- [Problem details]:
What do the lines from the one containing "assert!(!harness.ingest_finished());" through the end of the listing below say? Restate them word for word and give nothing else.

-------- Data for the task --------

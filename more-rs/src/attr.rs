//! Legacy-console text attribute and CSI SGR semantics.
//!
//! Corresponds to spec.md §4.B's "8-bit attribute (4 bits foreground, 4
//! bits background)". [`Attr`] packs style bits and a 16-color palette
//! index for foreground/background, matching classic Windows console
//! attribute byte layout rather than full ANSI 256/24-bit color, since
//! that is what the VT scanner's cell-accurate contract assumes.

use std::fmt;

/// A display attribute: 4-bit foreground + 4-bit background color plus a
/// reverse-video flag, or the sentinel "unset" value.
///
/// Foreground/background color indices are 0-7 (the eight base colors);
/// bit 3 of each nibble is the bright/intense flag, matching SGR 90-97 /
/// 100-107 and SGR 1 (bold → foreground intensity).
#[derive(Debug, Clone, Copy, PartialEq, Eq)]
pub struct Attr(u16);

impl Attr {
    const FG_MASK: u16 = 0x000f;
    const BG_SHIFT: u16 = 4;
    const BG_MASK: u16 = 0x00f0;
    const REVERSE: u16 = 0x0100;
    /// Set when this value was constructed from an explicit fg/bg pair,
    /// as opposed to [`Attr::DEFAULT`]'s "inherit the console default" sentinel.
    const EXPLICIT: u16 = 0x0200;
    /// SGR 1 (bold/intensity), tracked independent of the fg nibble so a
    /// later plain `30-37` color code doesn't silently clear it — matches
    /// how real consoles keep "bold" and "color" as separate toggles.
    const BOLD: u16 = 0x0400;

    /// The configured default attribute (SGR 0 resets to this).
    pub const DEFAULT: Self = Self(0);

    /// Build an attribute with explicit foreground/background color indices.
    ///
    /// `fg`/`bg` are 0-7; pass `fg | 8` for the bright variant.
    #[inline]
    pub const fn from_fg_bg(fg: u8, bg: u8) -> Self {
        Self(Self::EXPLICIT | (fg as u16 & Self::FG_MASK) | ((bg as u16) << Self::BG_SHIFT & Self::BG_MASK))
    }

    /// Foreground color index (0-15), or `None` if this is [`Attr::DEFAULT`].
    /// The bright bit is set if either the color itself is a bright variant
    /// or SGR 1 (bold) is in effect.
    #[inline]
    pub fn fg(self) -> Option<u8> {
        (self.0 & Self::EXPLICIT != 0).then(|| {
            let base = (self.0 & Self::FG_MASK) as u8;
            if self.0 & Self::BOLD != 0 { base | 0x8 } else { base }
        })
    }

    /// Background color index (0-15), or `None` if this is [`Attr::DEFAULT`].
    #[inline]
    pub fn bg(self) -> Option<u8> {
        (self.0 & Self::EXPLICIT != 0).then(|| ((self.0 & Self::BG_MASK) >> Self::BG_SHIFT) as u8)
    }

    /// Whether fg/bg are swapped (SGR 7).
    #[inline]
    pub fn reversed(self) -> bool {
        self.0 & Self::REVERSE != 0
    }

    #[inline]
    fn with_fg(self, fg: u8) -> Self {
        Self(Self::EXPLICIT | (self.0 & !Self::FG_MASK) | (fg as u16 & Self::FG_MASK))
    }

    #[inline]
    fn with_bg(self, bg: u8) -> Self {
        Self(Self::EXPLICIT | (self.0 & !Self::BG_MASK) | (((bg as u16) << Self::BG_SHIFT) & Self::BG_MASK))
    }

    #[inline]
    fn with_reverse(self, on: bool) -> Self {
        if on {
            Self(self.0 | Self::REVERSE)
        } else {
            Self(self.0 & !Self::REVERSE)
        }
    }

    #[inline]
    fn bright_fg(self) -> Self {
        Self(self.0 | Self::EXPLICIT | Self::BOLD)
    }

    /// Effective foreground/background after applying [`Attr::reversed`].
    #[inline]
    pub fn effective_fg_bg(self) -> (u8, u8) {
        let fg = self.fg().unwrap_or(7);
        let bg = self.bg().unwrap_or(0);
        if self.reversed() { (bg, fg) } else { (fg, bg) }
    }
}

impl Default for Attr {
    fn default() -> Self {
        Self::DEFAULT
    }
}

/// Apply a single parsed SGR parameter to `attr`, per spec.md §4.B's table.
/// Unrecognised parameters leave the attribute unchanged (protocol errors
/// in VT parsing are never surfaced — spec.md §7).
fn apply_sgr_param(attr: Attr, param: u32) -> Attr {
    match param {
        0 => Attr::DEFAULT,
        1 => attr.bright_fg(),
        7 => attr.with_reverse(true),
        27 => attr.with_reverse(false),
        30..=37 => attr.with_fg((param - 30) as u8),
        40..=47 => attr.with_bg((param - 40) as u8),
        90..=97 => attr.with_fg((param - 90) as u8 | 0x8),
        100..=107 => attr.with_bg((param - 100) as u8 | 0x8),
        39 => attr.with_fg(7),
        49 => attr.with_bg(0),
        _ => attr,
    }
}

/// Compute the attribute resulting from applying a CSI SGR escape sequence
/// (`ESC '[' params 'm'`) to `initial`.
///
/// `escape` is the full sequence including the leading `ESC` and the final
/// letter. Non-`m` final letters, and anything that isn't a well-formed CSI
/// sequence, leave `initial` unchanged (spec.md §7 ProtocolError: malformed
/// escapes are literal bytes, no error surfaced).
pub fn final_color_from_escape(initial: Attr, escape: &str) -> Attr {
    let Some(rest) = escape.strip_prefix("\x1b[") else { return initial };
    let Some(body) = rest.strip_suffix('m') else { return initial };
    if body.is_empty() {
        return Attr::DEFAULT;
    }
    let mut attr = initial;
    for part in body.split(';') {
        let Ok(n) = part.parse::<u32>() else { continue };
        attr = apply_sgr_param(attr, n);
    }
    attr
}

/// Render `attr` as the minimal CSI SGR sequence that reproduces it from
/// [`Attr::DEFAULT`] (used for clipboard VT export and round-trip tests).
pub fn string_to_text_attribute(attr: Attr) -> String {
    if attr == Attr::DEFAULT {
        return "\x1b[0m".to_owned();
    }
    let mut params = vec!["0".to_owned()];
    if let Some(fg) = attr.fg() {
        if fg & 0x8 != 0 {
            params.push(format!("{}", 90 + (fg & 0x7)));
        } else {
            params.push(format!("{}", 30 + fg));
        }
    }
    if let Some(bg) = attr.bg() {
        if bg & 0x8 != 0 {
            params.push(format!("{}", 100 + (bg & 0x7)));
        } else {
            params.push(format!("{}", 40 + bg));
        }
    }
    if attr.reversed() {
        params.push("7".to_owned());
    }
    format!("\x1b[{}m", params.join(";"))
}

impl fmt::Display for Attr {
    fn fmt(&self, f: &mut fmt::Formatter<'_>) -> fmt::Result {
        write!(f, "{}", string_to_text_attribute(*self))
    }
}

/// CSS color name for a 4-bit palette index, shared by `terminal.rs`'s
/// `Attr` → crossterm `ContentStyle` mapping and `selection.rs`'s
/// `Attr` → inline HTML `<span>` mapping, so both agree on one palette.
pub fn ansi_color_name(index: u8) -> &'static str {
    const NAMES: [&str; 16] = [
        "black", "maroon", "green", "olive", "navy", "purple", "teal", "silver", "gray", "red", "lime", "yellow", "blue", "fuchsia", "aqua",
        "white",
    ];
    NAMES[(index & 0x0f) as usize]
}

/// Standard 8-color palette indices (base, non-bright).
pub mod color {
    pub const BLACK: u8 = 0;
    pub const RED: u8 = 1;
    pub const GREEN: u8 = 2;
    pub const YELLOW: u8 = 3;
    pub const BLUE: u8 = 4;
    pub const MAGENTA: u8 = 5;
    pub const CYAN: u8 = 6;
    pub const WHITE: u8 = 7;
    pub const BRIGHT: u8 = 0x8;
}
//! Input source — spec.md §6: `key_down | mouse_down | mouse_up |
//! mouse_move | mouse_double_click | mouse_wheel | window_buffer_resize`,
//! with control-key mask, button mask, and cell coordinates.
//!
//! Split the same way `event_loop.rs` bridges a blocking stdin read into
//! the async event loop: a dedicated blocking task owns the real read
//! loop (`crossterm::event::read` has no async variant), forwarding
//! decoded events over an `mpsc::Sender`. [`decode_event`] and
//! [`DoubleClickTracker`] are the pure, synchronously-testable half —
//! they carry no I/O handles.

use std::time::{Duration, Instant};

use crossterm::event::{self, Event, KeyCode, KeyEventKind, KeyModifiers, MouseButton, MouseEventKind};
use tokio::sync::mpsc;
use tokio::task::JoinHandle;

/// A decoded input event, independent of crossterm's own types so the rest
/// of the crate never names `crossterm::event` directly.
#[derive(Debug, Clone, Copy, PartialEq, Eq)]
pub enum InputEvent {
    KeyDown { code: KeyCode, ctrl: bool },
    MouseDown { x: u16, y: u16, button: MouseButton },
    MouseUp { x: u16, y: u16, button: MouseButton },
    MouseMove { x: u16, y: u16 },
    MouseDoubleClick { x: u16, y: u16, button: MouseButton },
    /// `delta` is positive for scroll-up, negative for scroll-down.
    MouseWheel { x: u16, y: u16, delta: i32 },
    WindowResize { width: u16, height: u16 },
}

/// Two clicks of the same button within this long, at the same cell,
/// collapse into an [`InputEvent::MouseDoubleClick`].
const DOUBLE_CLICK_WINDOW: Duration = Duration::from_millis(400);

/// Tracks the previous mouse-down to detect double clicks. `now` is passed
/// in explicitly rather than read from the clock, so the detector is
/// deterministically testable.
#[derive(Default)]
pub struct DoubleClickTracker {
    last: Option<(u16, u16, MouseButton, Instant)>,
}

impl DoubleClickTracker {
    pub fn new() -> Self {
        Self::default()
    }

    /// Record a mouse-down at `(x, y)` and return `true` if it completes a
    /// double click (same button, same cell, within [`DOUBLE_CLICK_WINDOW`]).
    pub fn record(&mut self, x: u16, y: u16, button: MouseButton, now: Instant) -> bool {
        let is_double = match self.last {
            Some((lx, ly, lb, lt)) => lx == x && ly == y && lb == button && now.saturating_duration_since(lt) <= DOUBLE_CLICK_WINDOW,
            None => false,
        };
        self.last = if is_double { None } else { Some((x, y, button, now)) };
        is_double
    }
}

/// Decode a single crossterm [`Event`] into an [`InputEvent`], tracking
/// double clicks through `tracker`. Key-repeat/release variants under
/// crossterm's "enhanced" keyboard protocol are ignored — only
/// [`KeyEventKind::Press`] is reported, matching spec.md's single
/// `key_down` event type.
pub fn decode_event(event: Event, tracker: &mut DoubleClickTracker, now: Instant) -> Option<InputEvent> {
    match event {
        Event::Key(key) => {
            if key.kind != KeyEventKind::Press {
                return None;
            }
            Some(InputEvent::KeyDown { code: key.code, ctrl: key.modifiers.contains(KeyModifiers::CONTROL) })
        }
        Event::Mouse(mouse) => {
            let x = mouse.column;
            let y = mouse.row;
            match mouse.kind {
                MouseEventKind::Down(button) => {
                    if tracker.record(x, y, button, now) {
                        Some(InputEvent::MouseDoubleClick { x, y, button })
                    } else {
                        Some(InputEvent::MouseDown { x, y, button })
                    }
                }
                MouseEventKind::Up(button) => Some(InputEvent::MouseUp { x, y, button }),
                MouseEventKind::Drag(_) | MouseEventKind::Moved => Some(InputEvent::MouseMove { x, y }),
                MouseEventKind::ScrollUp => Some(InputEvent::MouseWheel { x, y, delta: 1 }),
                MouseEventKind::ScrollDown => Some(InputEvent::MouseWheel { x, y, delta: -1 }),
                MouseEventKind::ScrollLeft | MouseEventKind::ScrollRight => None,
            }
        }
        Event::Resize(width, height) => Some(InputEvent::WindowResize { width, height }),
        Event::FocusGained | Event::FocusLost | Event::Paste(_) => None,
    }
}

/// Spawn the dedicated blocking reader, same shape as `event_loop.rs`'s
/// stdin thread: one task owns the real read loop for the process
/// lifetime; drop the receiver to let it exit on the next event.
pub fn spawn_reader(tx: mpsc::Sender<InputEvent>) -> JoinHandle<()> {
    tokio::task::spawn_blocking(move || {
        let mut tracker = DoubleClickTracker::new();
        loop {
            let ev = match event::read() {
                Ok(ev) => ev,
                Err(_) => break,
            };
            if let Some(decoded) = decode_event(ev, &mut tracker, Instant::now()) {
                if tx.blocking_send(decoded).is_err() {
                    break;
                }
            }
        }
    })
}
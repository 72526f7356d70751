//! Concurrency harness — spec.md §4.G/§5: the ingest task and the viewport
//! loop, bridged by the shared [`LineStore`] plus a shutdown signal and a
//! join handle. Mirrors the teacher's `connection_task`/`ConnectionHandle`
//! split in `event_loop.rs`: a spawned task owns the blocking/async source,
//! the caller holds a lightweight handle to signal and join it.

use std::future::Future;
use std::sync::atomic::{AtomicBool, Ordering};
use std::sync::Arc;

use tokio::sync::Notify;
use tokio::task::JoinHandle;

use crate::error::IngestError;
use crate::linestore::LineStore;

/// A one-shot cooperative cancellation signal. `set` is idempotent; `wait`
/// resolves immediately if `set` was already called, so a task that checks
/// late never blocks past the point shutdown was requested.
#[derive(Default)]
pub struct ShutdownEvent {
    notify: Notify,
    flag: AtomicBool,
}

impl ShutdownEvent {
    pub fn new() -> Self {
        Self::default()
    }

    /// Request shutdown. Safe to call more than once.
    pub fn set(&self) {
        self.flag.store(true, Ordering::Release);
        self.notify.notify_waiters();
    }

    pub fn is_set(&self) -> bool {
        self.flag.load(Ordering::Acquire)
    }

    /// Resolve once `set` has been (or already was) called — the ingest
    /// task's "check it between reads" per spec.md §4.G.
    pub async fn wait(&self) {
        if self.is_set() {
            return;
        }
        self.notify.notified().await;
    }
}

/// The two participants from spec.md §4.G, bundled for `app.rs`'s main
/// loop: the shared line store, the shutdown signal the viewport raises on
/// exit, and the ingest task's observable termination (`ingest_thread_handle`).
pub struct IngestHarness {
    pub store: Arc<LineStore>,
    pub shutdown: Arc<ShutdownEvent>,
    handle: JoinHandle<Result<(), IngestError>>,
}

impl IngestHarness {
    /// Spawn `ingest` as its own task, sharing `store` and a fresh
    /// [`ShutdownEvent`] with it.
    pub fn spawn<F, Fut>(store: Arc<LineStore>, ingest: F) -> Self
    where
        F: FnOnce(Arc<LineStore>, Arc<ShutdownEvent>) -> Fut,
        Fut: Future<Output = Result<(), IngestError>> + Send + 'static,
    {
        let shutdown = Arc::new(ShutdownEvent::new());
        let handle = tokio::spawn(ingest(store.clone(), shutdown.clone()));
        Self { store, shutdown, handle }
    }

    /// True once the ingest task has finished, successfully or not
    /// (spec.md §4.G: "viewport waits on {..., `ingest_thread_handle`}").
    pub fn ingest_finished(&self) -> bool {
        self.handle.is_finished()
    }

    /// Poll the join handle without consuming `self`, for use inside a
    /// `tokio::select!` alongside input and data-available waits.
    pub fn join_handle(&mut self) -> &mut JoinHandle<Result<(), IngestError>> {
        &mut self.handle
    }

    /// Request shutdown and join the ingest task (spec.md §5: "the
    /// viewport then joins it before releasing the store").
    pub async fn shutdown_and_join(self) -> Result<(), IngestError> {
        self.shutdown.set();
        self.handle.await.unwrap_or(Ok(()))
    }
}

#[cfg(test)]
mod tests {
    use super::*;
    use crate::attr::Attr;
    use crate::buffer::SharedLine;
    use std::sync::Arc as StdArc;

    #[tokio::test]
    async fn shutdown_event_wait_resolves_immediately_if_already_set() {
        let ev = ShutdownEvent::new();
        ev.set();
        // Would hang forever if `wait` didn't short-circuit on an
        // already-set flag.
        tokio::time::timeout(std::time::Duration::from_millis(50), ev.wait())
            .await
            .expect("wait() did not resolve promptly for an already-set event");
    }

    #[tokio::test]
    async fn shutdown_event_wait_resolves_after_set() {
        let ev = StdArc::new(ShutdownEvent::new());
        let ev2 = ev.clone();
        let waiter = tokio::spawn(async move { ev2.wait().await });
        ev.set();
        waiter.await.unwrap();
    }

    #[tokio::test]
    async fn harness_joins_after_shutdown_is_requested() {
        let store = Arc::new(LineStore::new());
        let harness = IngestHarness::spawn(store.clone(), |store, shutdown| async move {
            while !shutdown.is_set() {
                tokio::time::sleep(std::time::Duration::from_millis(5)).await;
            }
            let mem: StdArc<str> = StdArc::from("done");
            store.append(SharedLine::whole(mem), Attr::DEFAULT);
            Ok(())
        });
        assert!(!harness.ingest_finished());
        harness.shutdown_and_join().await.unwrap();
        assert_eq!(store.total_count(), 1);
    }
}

--------

- [Result of this task]:
        assert!(!harness.ingest_finished());
        harness.shutdown_and_join().await.unwrap();
        assert_eq!(store.total_count(), 1);
    }
}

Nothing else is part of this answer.